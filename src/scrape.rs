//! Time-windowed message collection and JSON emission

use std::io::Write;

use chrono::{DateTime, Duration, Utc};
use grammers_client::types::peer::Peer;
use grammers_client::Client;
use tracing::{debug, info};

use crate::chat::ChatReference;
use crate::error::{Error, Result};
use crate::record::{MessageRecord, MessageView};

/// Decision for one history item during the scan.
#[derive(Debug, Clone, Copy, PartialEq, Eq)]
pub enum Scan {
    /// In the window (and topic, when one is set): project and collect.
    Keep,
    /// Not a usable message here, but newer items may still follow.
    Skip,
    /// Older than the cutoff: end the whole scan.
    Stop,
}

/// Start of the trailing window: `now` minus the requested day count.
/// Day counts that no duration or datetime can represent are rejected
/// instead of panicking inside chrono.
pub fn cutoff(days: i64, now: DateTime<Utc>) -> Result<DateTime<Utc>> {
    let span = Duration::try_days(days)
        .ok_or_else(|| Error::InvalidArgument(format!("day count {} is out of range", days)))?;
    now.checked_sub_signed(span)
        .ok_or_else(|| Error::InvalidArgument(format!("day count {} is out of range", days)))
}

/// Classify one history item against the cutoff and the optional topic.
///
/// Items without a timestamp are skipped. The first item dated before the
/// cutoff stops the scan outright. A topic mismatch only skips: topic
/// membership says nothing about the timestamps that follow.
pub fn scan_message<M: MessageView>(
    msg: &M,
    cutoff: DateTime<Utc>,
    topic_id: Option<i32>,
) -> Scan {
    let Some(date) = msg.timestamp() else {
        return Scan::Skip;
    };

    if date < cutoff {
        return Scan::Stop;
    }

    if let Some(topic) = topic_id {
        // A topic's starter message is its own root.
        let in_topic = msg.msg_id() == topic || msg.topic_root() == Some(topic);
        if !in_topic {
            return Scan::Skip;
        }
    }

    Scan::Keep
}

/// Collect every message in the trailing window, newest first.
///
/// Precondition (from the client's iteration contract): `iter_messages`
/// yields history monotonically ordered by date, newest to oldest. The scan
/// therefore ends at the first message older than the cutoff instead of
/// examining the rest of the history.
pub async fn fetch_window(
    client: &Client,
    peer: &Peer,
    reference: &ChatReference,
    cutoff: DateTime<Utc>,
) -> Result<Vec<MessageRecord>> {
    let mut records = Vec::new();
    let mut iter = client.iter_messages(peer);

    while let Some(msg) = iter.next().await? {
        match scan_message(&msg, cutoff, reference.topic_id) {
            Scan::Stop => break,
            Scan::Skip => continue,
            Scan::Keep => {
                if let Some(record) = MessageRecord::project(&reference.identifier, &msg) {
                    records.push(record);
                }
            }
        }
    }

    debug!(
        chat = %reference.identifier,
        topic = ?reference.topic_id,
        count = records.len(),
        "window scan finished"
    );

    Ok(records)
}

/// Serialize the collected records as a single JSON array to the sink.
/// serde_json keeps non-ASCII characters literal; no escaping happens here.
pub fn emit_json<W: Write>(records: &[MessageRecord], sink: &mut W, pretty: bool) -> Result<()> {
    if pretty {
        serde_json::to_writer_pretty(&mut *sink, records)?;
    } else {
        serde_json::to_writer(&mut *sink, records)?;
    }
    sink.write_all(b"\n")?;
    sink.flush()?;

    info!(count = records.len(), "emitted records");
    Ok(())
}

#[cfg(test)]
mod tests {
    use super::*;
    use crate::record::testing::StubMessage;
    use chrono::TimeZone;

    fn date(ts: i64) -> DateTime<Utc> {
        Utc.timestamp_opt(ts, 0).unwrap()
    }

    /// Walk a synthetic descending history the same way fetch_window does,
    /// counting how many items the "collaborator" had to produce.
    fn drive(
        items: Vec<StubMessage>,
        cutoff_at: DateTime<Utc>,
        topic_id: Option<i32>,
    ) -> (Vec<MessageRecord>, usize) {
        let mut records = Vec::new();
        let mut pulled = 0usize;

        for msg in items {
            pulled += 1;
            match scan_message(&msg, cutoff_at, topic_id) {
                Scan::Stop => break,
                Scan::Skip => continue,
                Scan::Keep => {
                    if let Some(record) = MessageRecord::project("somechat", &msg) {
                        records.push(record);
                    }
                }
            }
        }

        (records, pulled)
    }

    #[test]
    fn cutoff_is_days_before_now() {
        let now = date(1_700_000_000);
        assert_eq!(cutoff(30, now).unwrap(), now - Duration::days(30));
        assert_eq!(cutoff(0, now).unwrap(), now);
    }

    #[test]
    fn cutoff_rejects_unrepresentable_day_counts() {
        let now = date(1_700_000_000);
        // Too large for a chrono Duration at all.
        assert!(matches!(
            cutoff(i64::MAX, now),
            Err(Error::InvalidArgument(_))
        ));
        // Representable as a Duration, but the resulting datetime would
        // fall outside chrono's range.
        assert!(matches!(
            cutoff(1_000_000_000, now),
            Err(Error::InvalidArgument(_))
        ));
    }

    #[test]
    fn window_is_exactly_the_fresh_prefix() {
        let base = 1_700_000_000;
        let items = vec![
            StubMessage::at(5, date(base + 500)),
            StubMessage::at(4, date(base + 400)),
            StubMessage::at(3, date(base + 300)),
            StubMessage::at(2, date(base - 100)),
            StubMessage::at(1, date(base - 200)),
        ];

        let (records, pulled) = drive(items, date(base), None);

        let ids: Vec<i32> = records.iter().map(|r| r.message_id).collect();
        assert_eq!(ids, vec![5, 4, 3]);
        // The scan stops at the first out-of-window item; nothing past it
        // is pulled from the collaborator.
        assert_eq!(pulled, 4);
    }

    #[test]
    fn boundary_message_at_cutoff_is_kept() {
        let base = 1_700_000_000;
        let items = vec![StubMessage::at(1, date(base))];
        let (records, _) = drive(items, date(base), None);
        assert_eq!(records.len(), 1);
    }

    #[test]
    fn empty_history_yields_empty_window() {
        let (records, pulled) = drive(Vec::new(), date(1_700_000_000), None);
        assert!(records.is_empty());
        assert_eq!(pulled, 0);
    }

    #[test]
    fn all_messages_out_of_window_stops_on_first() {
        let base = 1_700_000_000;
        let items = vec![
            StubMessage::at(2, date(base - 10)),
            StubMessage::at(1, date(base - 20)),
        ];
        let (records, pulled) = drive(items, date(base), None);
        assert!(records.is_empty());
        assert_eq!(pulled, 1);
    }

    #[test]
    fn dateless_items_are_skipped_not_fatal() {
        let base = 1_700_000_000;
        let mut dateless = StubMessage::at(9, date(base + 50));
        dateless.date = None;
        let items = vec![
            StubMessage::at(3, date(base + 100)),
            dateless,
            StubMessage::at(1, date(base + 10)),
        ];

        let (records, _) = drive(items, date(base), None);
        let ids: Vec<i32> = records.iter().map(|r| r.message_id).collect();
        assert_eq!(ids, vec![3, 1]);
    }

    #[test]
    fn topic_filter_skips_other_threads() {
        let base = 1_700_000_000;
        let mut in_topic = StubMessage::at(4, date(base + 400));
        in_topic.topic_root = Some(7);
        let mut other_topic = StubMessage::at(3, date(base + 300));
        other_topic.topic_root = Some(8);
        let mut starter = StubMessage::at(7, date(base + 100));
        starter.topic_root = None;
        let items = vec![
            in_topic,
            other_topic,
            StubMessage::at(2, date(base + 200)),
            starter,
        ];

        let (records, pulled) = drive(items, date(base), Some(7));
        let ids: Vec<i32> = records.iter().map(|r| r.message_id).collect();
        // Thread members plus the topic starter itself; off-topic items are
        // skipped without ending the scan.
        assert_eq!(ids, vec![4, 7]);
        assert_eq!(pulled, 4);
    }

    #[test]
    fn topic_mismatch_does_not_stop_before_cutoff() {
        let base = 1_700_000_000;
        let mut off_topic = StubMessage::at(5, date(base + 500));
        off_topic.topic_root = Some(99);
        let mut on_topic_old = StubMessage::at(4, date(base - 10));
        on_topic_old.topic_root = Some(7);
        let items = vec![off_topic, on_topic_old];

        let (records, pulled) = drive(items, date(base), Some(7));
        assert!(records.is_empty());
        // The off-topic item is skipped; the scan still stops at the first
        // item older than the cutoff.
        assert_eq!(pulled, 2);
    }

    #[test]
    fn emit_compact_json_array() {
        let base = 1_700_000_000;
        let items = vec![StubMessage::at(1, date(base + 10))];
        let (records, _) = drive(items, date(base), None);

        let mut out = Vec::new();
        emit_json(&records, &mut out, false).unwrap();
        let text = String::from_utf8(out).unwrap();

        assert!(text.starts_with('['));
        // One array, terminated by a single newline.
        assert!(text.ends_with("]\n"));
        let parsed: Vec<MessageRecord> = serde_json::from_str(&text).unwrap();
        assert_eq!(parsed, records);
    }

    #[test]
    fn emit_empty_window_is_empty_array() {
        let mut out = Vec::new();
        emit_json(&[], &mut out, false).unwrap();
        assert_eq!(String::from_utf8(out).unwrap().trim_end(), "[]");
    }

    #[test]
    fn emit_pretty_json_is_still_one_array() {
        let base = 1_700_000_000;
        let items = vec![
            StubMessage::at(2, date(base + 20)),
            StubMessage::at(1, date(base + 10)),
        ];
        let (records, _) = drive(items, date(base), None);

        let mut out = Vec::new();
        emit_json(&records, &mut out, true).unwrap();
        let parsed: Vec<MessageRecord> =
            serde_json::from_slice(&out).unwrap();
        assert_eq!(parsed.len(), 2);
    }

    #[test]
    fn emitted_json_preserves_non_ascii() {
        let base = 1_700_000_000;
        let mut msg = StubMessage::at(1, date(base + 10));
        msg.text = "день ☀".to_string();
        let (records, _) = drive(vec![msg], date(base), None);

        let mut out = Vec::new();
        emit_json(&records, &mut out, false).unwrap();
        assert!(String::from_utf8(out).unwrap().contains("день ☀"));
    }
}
◇ ◇ ◇ ◇
Task to complete: All that is wanted is the run of lines from the start of the data through the line containing "if let Some(topic)", copied word for word.

Task response:
filename src/scrape.rs
//! Time-windowed message collection and JSON emission

use std::io::Write;

use chrono::{DateTime, Duration, Utc};
use grammers_client::types::peer::Peer;
use grammers_client::Client;
use tracing::{debug, info};

use crate::chat::ChatReference;
use crate::error::{Error, Result};
use crate::record::{MessageRecord, MessageView};

/// Decision for one history item during the scan.
#[derive(Debug, Clone, Copy, PartialEq, Eq)]
pub enum Scan {
    /// In the window (and topic, when one is set): project and collect.
    Keep,
    /// Not a usable message here, but newer items may still follow.
    Skip,
    /// Older than the cutoff: end the whole scan.
    Stop,
}

/// Start of the trailing window: `now` minus the requested day count.
/// Day counts that no duration or datetime can represent are rejected
/// instead of panicking inside chrono.
pub fn cutoff(days: i64, now: DateTime<Utc>) -> Result<DateTime<Utc>> {
    let span = Duration::try_days(days)
        .ok_or_else(|| Error::InvalidArgument(format!("day count {} is out of range", days)))?;
    now.checked_sub_signed(span)
        .ok_or_else(|| Error::InvalidArgument(format!("day count {} is out of range", days)))
}

/// Classify one history item against the cutoff and the optional topic.
///
/// Items without a timestamp are skipped. The first item dated before the
/// cutoff stops the scan outright. A topic mismatch only skips: topic
/// membership says nothing about the timestamps that follow.
pub fn scan_message<M: MessageView>(
    msg: &M,
    cutoff: DateTime<Utc>,
    topic_id: Option<i32>,
) -> Scan {
    let Some(date) = msg.timestamp() else {
        return Scan::Skip;
    };

    if date < cutoff {
        return Scan::Stop;
    }

    if let Some(topic) = topic_id {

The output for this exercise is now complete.